Monday, October 16, 2006

29 and my life passing before my eyes......Part I

Welcome to my very first blog - today I got a massive scare and I feel like sharing it with the world.

Today I was walking to work, up a mildy rising path, when I suddenly blacked out and collapsed. Lucky for me on two counts - one: I was about 3 metres in front of my work building, and two: I work in the medical school at the University!

A couple of medical students saw me drop like a sack of bricks and dashed off to get one of the lecturers.

For any of you who have ever blacked out and woken back up, it is a very surreal feeling. Its hard to describe, but you can sort of feel yourself outside of your body, telling yourself to get up. The world seems a blur, with voices and sounds echoing around you. I don't recommend knocking yourself out to experience this though!

I'm told I was out cold for 20 seconds or so, but it seems to me like a lifetime. I vaguely remember waking up, and there being people around me asking if I was ok. Someone took my pulse (good ol' med training) and rolled me on to my side to keep me conscious.

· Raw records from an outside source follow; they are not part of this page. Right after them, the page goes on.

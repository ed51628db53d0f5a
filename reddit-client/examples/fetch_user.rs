use reddit_client::UserCommentsClient;
use snooscope_core::AppConfig;
use std::io::{self, Write};

#[tokio::main]
async fn main() -> Result<(), Box<dyn std::error::Error>> {
    // Initialize tracing for logging
    tracing_subscriber::fmt::init();

    println!("=== Reddit Comment Fetch Manual Test ===\n");

    print!("Enter a Reddit username: ");
    io::stdout().flush()?;
    let mut username = String::new();
    io::stdin().read_line(&mut username)?;
    let username = username.trim();

    if username.is_empty() {
        println!("❌ Username cannot be empty");
        return Ok(());
    }

    let config = AppConfig::load()?;
    let client = UserCommentsClient::new(&config)?;

    println!("\n🔍 Fetching comment history for u/{username}...");
    let comments = client.fetch_user_comments(username).await?;
    println!("✅ Fetched {} comments\n", comments.len());

    for comment in comments.iter().take(5) {
        println!(
            "r/{} ({}): {}",
            comment.subreddit.as_deref().unwrap_or("?"),
            comment
                .score
                .map(|s| s.to_string())
                .unwrap_or_else(|| "?".to_string()),
            comment
                .body
                .as_deref()
                .map(|b| b.chars().take(80).collect::<String>())
                .unwrap_or_else(|| "<no body>".to_string())
        );
    }
    if comments.len() > 5 {
        println!("... and {} more", comments.len() - 5);
    }

    Ok(())
}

Within several minutes I was completely lucid, no chest pains or light-headedness. No dizziness or headaches.

Turned out the lecturer the students had fetched was the teacher in ambulance services (no kidding - I work on the same floor as him and didn't know this was his job - but the cherries he grows on his farm are awesome!). He asked if I wanted an ambulance to take me to the hospital to check me out. I agreed (hey I only lost consciousness, not my intelligence!).

Damage count: a grazed knee, grazed back of both hands, really sore left ribs, grazed chin and nose. And tore my shirt and $500 suit!!!!!!!

The ambulance arrived and believe it or not, the ambo had been taught by the lecturer who had helped me!! The ambos began testing me out. How do you feel, have you taken drugs or anything recently? They plugged me up to the heart monitor, and found an inverted wave - you have to start to worry when the ambulance guy goes to ask the lecturer for a second opinion! Blood sugar level - 4.4 (under 4 is a problem). Blood pressure - 110 (good).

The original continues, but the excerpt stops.